At the time, Williams was 23, had graduated from the US Navy and had no formal design training. However, he was adept at drawing and painting flashy futuristic cars.
Racing forward nearly 70 years to date and Williams – now 94 – is back in the public eye once again.
A collection of his old car plates will be on display at the Maine Classic Car Museum in Arundel. The exhibition opens on May 14 with a public reception celebrating the now legendary local industrial designer.
“His work is so beautiful it has never been shown before,” said curator Karen Siegler. “We all have his original concept drawings.”
Also on display will be two classic Americana collections that Williams was involved in imagining: the 1957 Ford Fairlane and the 1957 Ford Thunderbird.

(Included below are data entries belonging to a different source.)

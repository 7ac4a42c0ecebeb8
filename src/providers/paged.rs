//! Generic paged iterator shared by the HTTP providers
//!
//! A provider describes how to fetch one page for a cursor; [`PagedIterator`]
//! turns that into a full [`ResultIterator`] with buffering, error state and
//! resumable tokens. The token is `{"page": <cursor>, "off": <consumed>}`:
//! resuming re-fetches that page and skips the items already handed out.

use crate::error::{Result, SearchError};
use crate::results::SearchResult;
use crate::search::{ResultIterator, Token};
use async_trait::async_trait;
use serde::de::DeserializeOwned;
use serde::{Deserialize, Serialize};
use tokio_util::sync::CancellationToken;
use tracing::debug;

/// One fetched page and the cursor of the page after it
#[derive(Debug, Clone)]
pub struct Page<C> {
    pub results: Vec<SearchResult>,
    pub next: Option<C>,
}

impl<C> Page<C> {
    pub fn new(results: Vec<SearchResult>, next: Option<C>) -> Self {
        Self { results, next }
    }

    /// A page with nothing after it
    pub fn last(results: Vec<SearchResult>) -> Self {
        Self {
            results,
            next: None,
        }
    }
}

/// Fetches single pages of a provider's result stream
#[async_trait]
pub trait PageSource: Send + Sync + 'static {
    /// Everything needed to fetch one page again later
    type Cursor: Serialize + DeserializeOwned + Clone + Send + Sync;

    async fn fetch_page(
        &self,
        cancel: &CancellationToken,
        cursor: &Self::Cursor,
    ) -> Result<Page<Self::Cursor>>;
}

#[derive(Serialize, Deserialize)]
struct PageToken<C> {
    page: C,
    #[serde(default)]
    off: usize,
}

/// [`ResultIterator`] over any [`PageSource`]
pub struct PagedIterator<S: PageSource> {
    source: Option<S>,
    /// cursor of the page the next `next_page` fetches
    pending: Option<S::Cursor>,
    /// cursor of the buffered page
    current: Option<S::Cursor>,
    page: Vec<SearchResult>,
    consumed: usize,
    err: Option<SearchError>,
}

impl<S: PageSource> PagedIterator<S> {
    /// Iterator starting at `first`; nothing is fetched until asked
    pub fn new(source: S, first: S::Cursor) -> Self {
        Self {
            source: Some(source),
            pending: Some(first),
            current: None,
            page: Vec::new(),
            consumed: 0,
            err: None,
        }
    }

    /// Iterator that has already failed
    pub fn failed(err: SearchError) -> Self {
        Self {
            source: None,
            pending: None,
            current: None,
            page: Vec::new(),
            consumed: 0,
            err: Some(err),
        }
    }

    /// Rebuild an iterator from a token produced by [`ResultIterator::token`].
    ///
    /// The page named by the token is fetched right away so that fetch
    /// failures show up in `err()` before the iterator is used.
    pub async fn resume(source: S, cancel: &CancellationToken, token: &[u8]) -> Self {
        let tok: PageToken<S::Cursor> = match serde_json::from_slice(token) {
            Ok(tok) => tok,
            Err(e) => return Self::failed(SearchError::Token(e.to_string())),
        };
        let mut it = Self::new(source, tok.page);
        if it.next_page(cancel).await {
            it.consumed = tok.off.min(it.page.len());
        }
        it
    }

    fn fail(&mut self, err: SearchError) -> bool {
        self.page.clear();
        self.consumed = 0;
        self.err = Some(err);
        false
    }
}

#[async_trait]
impl<S: PageSource> ResultIterator for PagedIterator<S> {
    async fn next_page(&mut self, cancel: &CancellationToken) -> bool {
        if self.err.is_some() {
            return false;
        }
        let Some(cursor) = self.pending.take() else {
            self.page.clear();
            self.consumed = 0;
            return false;
        };
        if cancel.is_cancelled() {
            return self.fail(SearchError::Canceled);
        }
        let fetched = match &self.source {
            Some(source) => source.fetch_page(cancel, &cursor).await,
            None => return false,
        };
        match fetched {
            Ok(page) => {
                debug!(results = page.results.len(), more = page.next.is_some(), "fetched page");
                self.current = Some(cursor);
                self.pending = if page.results.is_empty() {
                    None
                } else {
                    page.next
                };
                self.page = page.results;
                self.consumed = 0;
                !self.page.is_empty()
            }
            Err(err) => self.fail(err),
        }
    }

    fn buffered(&self) -> usize {
        self.page.len() - self.consumed
    }

    async fn next(&mut self, cancel: &CancellationToken) -> bool {
        if self.err.is_some() || self.source.is_none() {
            return false;
        }
        if self.buffered() == 0 && !self.next_page(cancel).await {
            return false;
        }
        self.consumed += 1;
        true
    }

    fn result(&self) -> Option<&SearchResult> {
        self.consumed.checked_sub(1).and_then(|i| self.page.get(i))
    }

    fn token(&mut self) -> Result<Option<Token>> {
        if let Some(err) = &self.err {
            return Err(err.clone());
        }
        if self.source.is_none() || (self.buffered() == 0 && self.pending.is_none()) {
            return Ok(None);
        }
        let tok = match &self.current {
            Some(page) => PageToken {
                page: page.clone(),
                off: self.consumed,
            },
            None => match &self.pending {
                Some(page) => PageToken {
                    page: page.clone(),
                    off: 0,
                },
                None => return Ok(None),
            },
        };
        match serde_json::to_vec(&tok) {
            Ok(data) => Ok(Some(Token::new(data))),
            Err(e) => {
                let err = SearchError::Token(e.to_string());
                self.err = Some(err.clone());
                Err(err)
            }
        }
    }

    fn err(&self) -> Option<&SearchError> {
        self.err.as_ref()
    }

    fn close(&mut self) -> Result<()> {
        self.source = None;
        self.pending = None;
        self.page.clear();
        self.consumed = 0;
        Ok(())
    }
}

#[cfg(test)]
mod tests {
    use super::*;
    use crate::results::LinkResult;
    use std::sync::atomic::{AtomicUsize, Ordering};
    use std::sync::Arc;
    use url::Url;

    #[derive(Clone)]
    struct Numbers {
        pages: Vec<usize>,
        fail_at: Option<usize>,
        fetches: Arc<AtomicUsize>,
    }

    impl Numbers {
        fn new(pages: Vec<usize>) -> Self {
            Self {
                pages,
                fail_at: None,
                fetches: Arc::new(AtomicUsize::new(0)),
            }
        }
    }

    fn item(page: usize, i: usize) -> SearchResult {
        let url = Url::parse(&format!("https://example.com/{}/{}", page, i)).unwrap();
        LinkResult::new(url, format!("{}.{}", page, i)).into()
    }

    #[async_trait]
    impl PageSource for Numbers {
        type Cursor = usize;

        async fn fetch_page(&self, _cancel: &CancellationToken, cursor: &usize) -> Result<Page<usize>> {
            self.fetches.fetch_add(1, Ordering::SeqCst);
            if self.fail_at == Some(*cursor) {
                return Err(SearchError::status(503));
            }
            let Some(&n) = self.pages.get(*cursor) else {
                return Ok(Page::last(Vec::new()));
            };
            let results = (0..n).map(|i| item(*cursor, i)).collect();
            let next = (*cursor + 1 < self.pages.len()).then_some(*cursor + 1);
            Ok(Page::new(results, next))
        }
    }

    async fn drain(it: &mut dyn ResultIterator, cancel: &CancellationToken) -> Vec<String> {
        let mut out = Vec::new();
        while it.next(cancel).await {
            out.push(it.result().unwrap().title().to_string());
        }
        out
    }

    #[tokio::test]
    async fn test_iterates_all_pages() {
        let cancel = CancellationToken::new();
        let mut it = PagedIterator::new(Numbers::new(vec![2, 1]), 0);
        assert!(it.result().is_none());
        assert_eq!(drain(&mut it, &cancel).await, vec!["0.0", "0.1", "1.0"]);
        assert!(it.err().is_none());
        assert_eq!(it.token(), Ok(None));
    }

    #[tokio::test]
    async fn test_lazy_start() {
        let source = Numbers::new(vec![1]);
        let fetches = source.fetches.clone();
        let mut it = PagedIterator::new(source, 0);
        assert_eq!(fetches.load(Ordering::SeqCst), 0);
        assert_eq!(it.buffered(), 0);
        assert!(it.token().unwrap().is_some());
    }

    #[tokio::test]
    async fn test_next_page_discards_rest() {
        let cancel = CancellationToken::new();
        let mut it = PagedIterator::new(Numbers::new(vec![3, 2]), 0);
        assert!(it.next_page(&cancel).await);
        assert_eq!(it.buffered(), 3);
        assert!(it.next(&cancel).await);
        assert!(it.next_page(&cancel).await);
        assert_eq!(it.buffered(), 2);
        assert!(!it.next_page(&cancel).await);
        assert_eq!(it.buffered(), 0);
        assert!(it.err().is_none());
    }

    #[tokio::test]
    async fn test_resume_mid_page() {
        let cancel = CancellationToken::new();
        let source = Numbers::new(vec![3, 2]);
        let mut it = PagedIterator::new(source.clone(), 0);
        assert!(it.next(&cancel).await);
        assert!(it.next(&cancel).await);
        let tok = it.token().unwrap().unwrap();
        let rest = drain(&mut it, &cancel).await;

        let mut resumed = PagedIterator::resume(source, &cancel, tok.as_bytes()).await;
        assert!(resumed.err().is_none());
        assert_eq!(resumed.buffered(), 1);
        assert_eq!(drain(&mut resumed, &cancel).await, rest);
        assert_eq!(rest, vec!["0.2", "1.0", "1.1"]);
    }

    #[tokio::test]
    async fn test_resume_at_page_end() {
        let cancel = CancellationToken::new();
        let source = Numbers::new(vec![1, 1]);
        let mut it = PagedIterator::new(source.clone(), 0);
        assert!(it.next(&cancel).await);
        let tok = it.token().unwrap().unwrap();
        let mut resumed = PagedIterator::resume(source, &cancel, tok.as_bytes()).await;
        assert_eq!(resumed.buffered(), 0);
        assert_eq!(drain(&mut resumed, &cancel).await, vec!["1.0"]);
    }

    #[tokio::test]
    async fn test_resume_bad_token() {
        let cancel = CancellationToken::new();
        let it = PagedIterator::resume(Numbers::new(vec![1]), &cancel, b"nope").await;
        assert!(matches!(it.err(), Some(SearchError::Token(_))));
    }

    #[tokio::test]
    async fn test_fetch_error_is_sticky() {
        let cancel = CancellationToken::new();
        let mut source = Numbers::new(vec![1, 1]);
        source.fail_at = Some(1);
        let mut it = PagedIterator::new(source, 0);
        assert!(it.next(&cancel).await);
        assert!(!it.next(&cancel).await);
        assert_eq!(it.err(), Some(&SearchError::status(503)));
        assert!(!it.next(&cancel).await);
        assert_eq!(it.token(), Err(SearchError::status(503)));
    }

    #[tokio::test]
    async fn test_canceled() {
        let cancel = CancellationToken::new();
        cancel.cancel();
        let mut it = PagedIterator::new(Numbers::new(vec![1]), 0);
        assert!(!it.next(&cancel).await);
        assert_eq!(it.err(), Some(&SearchError::Canceled));
    }

    #[tokio::test]
    async fn test_close() {
        let cancel = CancellationToken::new();
        let mut it = PagedIterator::new(Numbers::new(vec![2]), 0);
        assert!(it.next(&cancel).await);
        assert!(it.close().is_ok());
        assert!(!it.next(&cancel).await);
        assert_eq!(it.token(), Ok(None));
        assert!(it.close().is_ok());
    }
}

“Do you know the little porthole window on the back of the Thunderbird?” Siegler said.
Williams’s career in art and design began far from Motor City, on the Millinocket dairy farm where she was raised by a single mother and grandparents. Encouraged by his family, he would spend hours drawing yard flowers, airplanes, and fictional cars that had yet to be invented.
At school, he was a poor student, who often had trouble doodling and daydreaming.
“Stearns High School didn’t have an art teacher at the time,” Williams said.

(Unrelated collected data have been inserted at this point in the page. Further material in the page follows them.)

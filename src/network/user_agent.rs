//! Browser-like request headers

use crate::locales::{base_language, LangCode};
use rand::seq::SliceRandom;

const PLATFORMS: &[&str] = &[
    "Windows NT 10.0; Win64; x64",
    "Macintosh; Intel Mac OS X 10_15_7",
    "Macintosh; Intel Mac OS X 14_4_1",
    "X11; Linux x86_64",
    "X11; Ubuntu; Linux x86_64",
];

const CHROME_VERSIONS: &[&str] = &["124.0.0.0", "125.0.0.0", "126.0.0.0", "127.0.0.0"];

const FIREFOX_VERSIONS: &[&str] = &["125.0", "126.0", "127.0", "128.0"];

#[derive(Clone, Copy)]
enum Browser {
    Chrome,
    Firefox,
}

/// Pick a realistic desktop user agent; Chrome twice as often as Firefox.
pub fn generate_user_agent() -> String {
    let mut rng = rand::thread_rng();
    let platform = PLATFORMS.choose(&mut rng).copied().unwrap_or(PLATFORMS[0]);
    let browser = [(Browser::Chrome, 2), (Browser::Firefox, 1)]
        .choose_weighted(&mut rng, |(_, w)| *w)
        .map(|(b, _)| *b)
        .unwrap_or(Browser::Chrome);

    match browser {
        Browser::Chrome => {
            let version = CHROME_VERSIONS.choose(&mut rng).copied().unwrap_or("126.0.0.0");
            format!(
                "Mozilla/5.0 ({}) AppleWebKit/537.36 (KHTML, like Gecko) Chrome/{} Safari/537.36",
                platform, version
            )
        }
        Browser::Firefox => {
            let version = FIREFOX_VERSIONS.choose(&mut rng).copied().unwrap_or("127.0");
            format!(
                "Mozilla/5.0 ({}; rv:{}) Gecko/20100101 Firefox/{}",
                platform, version, version
            )
        }
    }
}

/// Accept header for HTML pages
pub fn accept_html() -> &'static str {
    "text/html,application/xhtml+xml,application/xml;q=0.9,*/*;q=0.8"
}

/// Accept header for JSON APIs
pub fn accept_json() -> &'static str {
    "application/json,text/javascript,*/*;q=0.01"
}

/// Accept-Language value preferring `lang`, falling back to English
pub fn accept_language(lang: Option<&LangCode>) -> String {
    match lang {
        None => "en-US,en;q=0.9".to_string(),
        Some(code) => {
            let base = base_language(code);
            if base == "en" {
                format!("{},en;q=0.9", code)
            } else {
                format!("{},{};q=0.9,en;q=0.5", code, base)
            }
        }
    }
}
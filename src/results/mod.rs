//! Result types produced by providers
//!
//! This module defines the polymorphic result value moved through the aggregator.

mod types;

pub use types::*;
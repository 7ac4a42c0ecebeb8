//! Settings structures for metasearch configuration

use anyhow::{Context, Result};
use serde::{Deserialize, Serialize};
use std::collections::HashMap;
use std::path::Path;
use std::time::Duration;

/// Main settings structure, mirrors settings.yml
#[derive(Debug, Clone, Serialize, Deserialize)]
#[serde(default)]
pub struct Settings {
    pub general: GeneralSettings,
    pub search: SearchSettings,
    pub outgoing: OutgoingSettings,
    pub providers: Vec<ProviderConfig>,
}

impl Default for Settings {
    fn default() -> Self {
        Self {
            general: GeneralSettings::default(),
            search: SearchSettings::default(),
            outgoing: OutgoingSettings::default(),
            providers: default_providers(),
        }
    }
}

impl Settings {
    /// Load settings from a YAML file
    pub fn from_file<P: AsRef<Path>>(path: P) -> Result<Self> {
        let path = path.as_ref();
        let content = std::fs::read_to_string(path)
            .with_context(|| format!("reading {}", path.display()))?;
        let settings: Settings = serde_yaml::from_str(&content)
            .with_context(|| format!("parsing {}", path.display()))?;
        Ok(settings)
    }

    /// Merge with environment variables (METASEARCH_* prefix)
    pub fn merge_env(&mut self) {
        self.merge_vars(|key| std::env::var(key).ok());
    }

    fn merge_vars(&mut self, var: impl Fn(&str) -> Option<String>) {
        if let Some(val) = var("METASEARCH_DEBUG") {
            self.general.debug = parse_flag(&val);
        }
        if let Some(val) = var("METASEARCH_DEBUG_HTTP") {
            self.outgoing.debug_http = parse_flag(&val);
        }
        if let Some(val) = var("METASEARCH_TIMEOUT") {
            if let Ok(secs) = val.trim().parse::<f64>() {
                if secs > 0.0 {
                    self.outgoing.request_timeout = secs;
                }
            }
        }
    }

    /// Get provider config by name
    pub fn get_provider(&self, name: &str) -> Option<&ProviderConfig> {
        self.providers.iter().find(|p| p.name == name)
    }

    /// Get all enabled providers, in declaration order
    pub fn enabled_providers(&self) -> Vec<&ProviderConfig> {
        self.providers.iter().filter(|p| !p.disabled).collect()
    }
}

fn parse_flag(val: &str) -> bool {
    matches!(
        val.trim().to_ascii_lowercase().as_str(),
        "1" | "true" | "yes" | "on"
    )
}

/// General settings
#[derive(Debug, Clone, Default, Serialize, Deserialize)]
#[serde(default)]
pub struct GeneralSettings {
    /// Enable debug logging
    pub debug: bool,
}

/// Search behavior settings
#[derive(Debug, Clone, Serialize, Deserialize)]
#[serde(default)]
pub struct SearchSettings {
    /// Results printed by `query` when no limit is given
    pub default_limit: usize,
    /// Default language code (e.g. "en-US")
    pub default_lang: Option<String>,
    /// Default region code (e.g. "US")
    pub default_region: Option<String>,
    /// Safe search preference; unset leaves the provider default
    pub safe_search: Option<bool>,
}

impl Default for SearchSettings {
    fn default() -> Self {
        Self {
            default_limit: 10,
            default_lang: None,
            default_region: None,
            safe_search: None,
        }
    }
}

/// Outgoing request settings
#[derive(Debug, Clone, Serialize, Deserialize)]
#[serde(default)]
pub struct OutgoingSettings {
    /// Default request timeout in seconds
    pub request_timeout: f64,
    /// Pool max size
    pub pool_maxsize: usize,
    /// Verify SSL certificates
    pub verify_ssl: bool,
    /// Proxy settings
    pub proxies: ProxySettings,
    /// Extra headers to send
    pub extra_headers: HashMap<String, String>,
    /// Log every request and response
    pub debug_http: bool,
}

impl OutgoingSettings {
    pub fn timeout(&self) -> Duration {
        Duration::from_secs_f64(self.request_timeout)
    }
}

impl Default for OutgoingSettings {
    fn default() -> Self {
        Self {
            request_timeout: 5.0,
            pool_maxsize: 20,
            verify_ssl: true,
            proxies: ProxySettings::default(),
            extra_headers: HashMap::new(),
            debug_http: false,
        }
    }
}

/// Proxy settings
#[derive(Debug, Clone, Default, Serialize, Deserialize)]
#[serde(default)]
pub struct ProxySettings {
    pub http: Option<String>,
    pub https: Option<String>,
    pub all: Option<String>,
}

/// Individual provider configuration
#[derive(Debug, Clone, Default, Serialize, Deserialize)]
#[serde(default)]
pub struct ProviderConfig {
    /// Provider ID (unique, appears in tokens)
    pub name: String,
    /// Provider implementation to use
    pub provider: String,
    /// Whether provider is disabled
    pub disabled: bool,
    /// Override of the upstream base URL
    pub base_url: Option<String>,
    /// Custom timeout for this provider, in seconds
    pub timeout: Option<f64>,
}

impl ProviderConfig {
    pub fn new(name: impl Into<String>, provider: impl Into<String>) -> Self {
        Self {
            name: name.into(),
            provider: provider.into(),
            ..Default::default()
        }
    }
}

fn default_providers() -> Vec<ProviderConfig> {
    vec![
        ProviderConfig::new("duckduckgo", "duckduckgo"),
        ProviderConfig::new("google", "google"),
        ProviderConfig::new("wikipedia", "wikipedia"),
    ]
}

After high school, he tried art college in New York City but found the first year courses were a remedial education for him. Nor could Williams stand it.
So he joined the US Navy to get into the Military Soldier Act and its educational benefits.
It didn’t take long for his superiors to realize Williams’ exceptional technical skills. Soon he was painting dramatic and historical oil paintings of the admirals and their families. One of his works was presented to President Harry S. Truman, who shook hands with him.
It was ‘nice job, son,’ said Williams, still smiling about the event, then on to the next guy.
Williams eventually ended up designing visual educational materials at a Navy education center in Boston. There, he had a huge studio for himself.
“Every night after work, I would paint cars until 11:00,” he said.

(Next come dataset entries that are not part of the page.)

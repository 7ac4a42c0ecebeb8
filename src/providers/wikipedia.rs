//! Wikipedia provider (MediaWiki API)

use super::paged::{Page, PageSource, PagedIterator};
use super::traits::{Provider, ProviderAbout};
use crate::autocomplete::{parse_opensearch, AutoComplete};
use crate::error::Result;
use crate::locales::{base_language, supported_languages, Language};
use crate::network::HttpClient;
use crate::results::{EntityResult, LinkResult, SearchResult, Thumbnail};
use crate::search::{ResultIterator, SearchRequest};
use async_trait::async_trait;
use serde::{Deserialize, Serialize};
use std::collections::HashMap;
use tokio_util::sync::CancellationToken;
use url::Url;

pub const PROVIDER_ID: &str = "wikipedia";

const DEFAULT_LANGUAGE: &str = "en";
const PER_PAGE: usize = 10;
const THUMBNAIL_SIZE: u32 = 300;
const MAX_EXTRACT_CHARS: usize = 500;

/// Wikipedia article search
#[derive(Clone)]
pub struct Wikipedia {
    id: String,
    client: HttpClient,
    /// API endpoint, overrides the per-language wiki
    api_url: Option<String>,
    /// Wiki used for autocomplete
    default_language: String,
}

/// Position in a Wikipedia result stream
#[derive(Debug, Clone, PartialEq, Eq, Serialize, Deserialize)]
pub struct WikipediaCursor {
    #[serde(rename = "lang")]
    pub language: String,
    #[serde(rename = "q")]
    pub query: String,
    #[serde(rename = "off")]
    pub offset: usize,
}

#[derive(Debug, Deserialize)]
struct ApiResponse {
    #[serde(default)]
    query: Option<QueryResponse>,
    #[serde(rename = "continue", default)]
    continuation: Option<Continuation>,
}

#[derive(Debug, Deserialize)]
struct QueryResponse {
    #[serde(default)]
    pages: Vec<ApiPage>,
}

#[derive(Debug, Deserialize)]
struct Continuation {
    gsroffset: Option<usize>,
}

#[derive(Debug, Deserialize)]
struct ApiPage {
    title: String,
    #[serde(default)]
    index: usize,
    #[serde(default)]
    extract: Option<String>,
    #[serde(default)]
    fullurl: Option<String>,
    #[serde(default)]
    thumbnail: Option<ApiImage>,
}

#[derive(Debug, Deserialize)]
struct ApiImage {
    source: String,
    #[serde(default)]
    width: u32,
    #[serde(default)]
    height: u32,
}

impl Wikipedia {
    pub fn new(client: HttpClient) -> Self {
        Self {
            id: PROVIDER_ID.to_string(),
            client,
            api_url: None,
            default_language: DEFAULT_LANGUAGE.to_string(),
        }
    }

    /// Register under a different ID
    pub fn with_id(mut self, id: impl Into<String>) -> Self {
        self.id = id.into();
        self
    }

    /// Send every request to `url` instead of `https://<lang>.wikipedia.org/w/api.php`
    pub fn with_base_url(mut self, url: impl Into<String>) -> Self {
        self.api_url = Some(url.into());
        self
    }

    /// Wiki used for autocomplete
    pub fn with_default_language(mut self, lang: impl Into<String>) -> Self {
        self.default_language = lang.into();
        self
    }

    fn api_url(&self, language: &str) -> String {
        match &self.api_url {
            Some(url) => url.clone(),
            None => format!("https://{}.wikipedia.org/w/api.php", language),
        }
    }

    fn first_cursor(req: &SearchRequest) -> WikipediaCursor {
        WikipediaCursor {
            language: req
                .lang
                .as_ref()
                .map(base_language)
                .unwrap_or_else(|| DEFAULT_LANGUAGE.to_string()),
            query: req.query.clone(),
            offset: 0,
        }
    }

    fn search_params(cursor: &WikipediaCursor) -> HashMap<String, String> {
        [
            ("action", "query".to_string()),
            ("format", "json".to_string()),
            ("formatversion", "2".to_string()),
            ("generator", "search".to_string()),
            ("gsrsearch", cursor.query.clone()),
            ("gsrlimit", PER_PAGE.to_string()),
            ("gsroffset", cursor.offset.to_string()),
            ("prop", "extracts|pageimages|info".to_string()),
            ("inprop", "url".to_string()),
            ("exintro", "1".to_string()),
            ("explaintext", "1".to_string()),
            ("exlimit", "max".to_string()),
            ("pithumbsize", THUMBNAIL_SIZE.to_string()),
            ("redirects", "1".to_string()),
        ]
        .into_iter()
        .map(|(k, v)| (k.to_string(), v))
        .collect()
    }

    fn article_url(language: &str, title: &str) -> Option<Url> {
        let id = title.replace(' ', "_");
        Url::parse(&format!(
            "https://{}.wikipedia.org/wiki/{}",
            language,
            urlencoding::encode(&id)
        ))
        .ok()
    }

    fn convert(language: &str, mut pages: Vec<ApiPage>) -> Vec<SearchResult> {
        pages.sort_by_key(|p| p.index);
        pages
            .into_iter()
            .filter_map(|page| {
                let url = page
                    .fullurl
                    .as_deref()
                    .and_then(|u| Url::parse(u).ok())
                    .or_else(|| Self::article_url(language, &page.title))?;
                let desc = page
                    .extract
                    .map(|e| truncate_chars(e.trim(), MAX_EXTRACT_CHARS))
                    .unwrap_or_default();
                let image = page.thumbnail.and_then(|t| {
                    Url::parse(&t.source)
                        .ok()
                        .map(|u| Thumbnail::new(u, t.width, t.height))
                });
                Some(SearchResult::Entity(EntityResult {
                    link: LinkResult::new(url, page.title).with_desc(desc),
                    kind: None,
                    category: Some("encyclopedia".to_string()),
                    image,
                }))
            })
            .collect()
    }
}

fn truncate_chars(s: &str, max: usize) -> String {
    match s.char_indices().nth(max) {
        Some((i, _)) => format!("{}...", &s[..i]),
        None => s.to_string(),
    }
}

#[async_trait]
impl PageSource for Wikipedia {
    type Cursor = WikipediaCursor;

    async fn fetch_page(
        &self,
        cancel: &CancellationToken,
        cursor: &WikipediaCursor,
    ) -> Result<Page<WikipediaCursor>> {
        let url = self.api_url(&cursor.language);
        let resp: ApiResponse = self
            .client
            .get_json(cancel, &url, Self::search_params(cursor))
            .await?;

        let pages = resp.query.map(|q| q.pages).unwrap_or_default();
        let results = Self::convert(&cursor.language, pages);
        let next = resp
            .continuation
            .and_then(|c| c.gsroffset)
            .filter(|&offset| offset > cursor.offset)
            .map(|offset| WikipediaCursor {
                offset,
                ..cursor.clone()
            });
        Ok(Page::new(results, next))
    }
}

#[async_trait]
impl Provider for Wikipedia {
    fn id(&self) -> &str {
        &self.id
    }

    fn about(&self) -> ProviderAbout {
        ProviderAbout::new()
            .website("https://www.wikipedia.org")
            .official_api(true)
            .results_format("JSON")
    }

    async fn languages(&self, _cancel: &CancellationToken) -> Result<Vec<Language>> {
        Ok(supported_languages())
    }

    async fn search(&self, _cancel: &CancellationToken, req: &SearchRequest) -> Box<dyn ResultIterator> {
        Box::new(PagedIterator::new(self.clone(), Self::first_cursor(req)))
    }

    async fn continue_search(&self, cancel: &CancellationToken, token: &[u8]) -> Box<dyn ResultIterator> {
        Box::new(PagedIterator::resume(self.clone(), cancel, token).await)
    }

    fn as_autocomplete(&self) -> Option<&dyn AutoComplete> {
        Some(self)
    }
}

#[async_trait]
impl AutoComplete for Wikipedia {
    async fn auto_complete(&self, cancel: &CancellationToken, text: &str) -> Result<Vec<String>> {
        let params: HashMap<String, String> = [
            ("action", "opensearch"),
            ("format", "json"),
            ("formatversion", "2"),
            ("namespace", "0"),
            ("limit", "10"),
            ("search", text),
        ]
        .into_iter()
        .map(|(k, v)| (k.to_string(), v.to_string()))
        .collect();

        let url = self.api_url(&self.default_language);
        let value: serde_json::Value = self.client.get_json(cancel, &url, params).await?;
        parse_opensearch(&value)
    }
}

There, a Marine reservist spotted photos of Williams’ cars and sent them to the widely published magazine Mechanics Illustrated.
“A week later, I received telegrams from Ford, Chrysler and General Motors offering me jobs,” he said. “I flew to Detroit, slept in my car for two days and interviewed all three.”
Williams appeared on BDN in July 1953, shortly before the move in ’54.
“Williams’ most extreme design to date is a jet-propelled vehicle designed to cruise at 150 mph,” the statement read.
The story went on to describe how the jet car was supposed to drive on the Main Turnpike in the distant 1970’s.
But Williams and his wife hated him in Detroit. The city and auto business were way too competitive.
“I don’t think it was ever south of Bangor at that point, and it was tough,” Williams said.
However, they stuck with it for a few years while Williams helped make some of America’s most classic, finned cars for both Ford and Chrysler.
“He created icons, and set the pace for design for many years to come,” Siegler said.
While working in Detroit, Williams made plans to return to New England, seek independent work whenever he returned east on vacation, and eventually set up his own industrial design firm in Massachusetts where he and his wife have now been married for 68 years – raising their four children.
His company designed many useful things such as X-ray equipment, chocolate, industrial kitchenware, and the original packaging of all Tom’s of Maine products. He even had a hand in creating the look and function of Wang’s first computer.
But Williams has never built anything as exciting as an American car from the 1950s, which is okay.
“Detroit was such a political rat race,” he said.



Although officially long in retirement, Williams now loves to help farm-to-table startups with logos and packaging. It’s like coming home, said Williams, from cows to cars to cows again.
Still agile and sharp, with excellent hearing, Williams smiled as he climbed behind the wheel of the 1957 Fairlane he helped create on Friday at the museum.



“Ah, it’s great to know that people still love my designs,” he said, posing for photos.
Rod Willams’ front desk is located at the Maine Classic Car Museum on Route 1 in Arundel on Saturday 14 May at 2 PM. Tickets $20.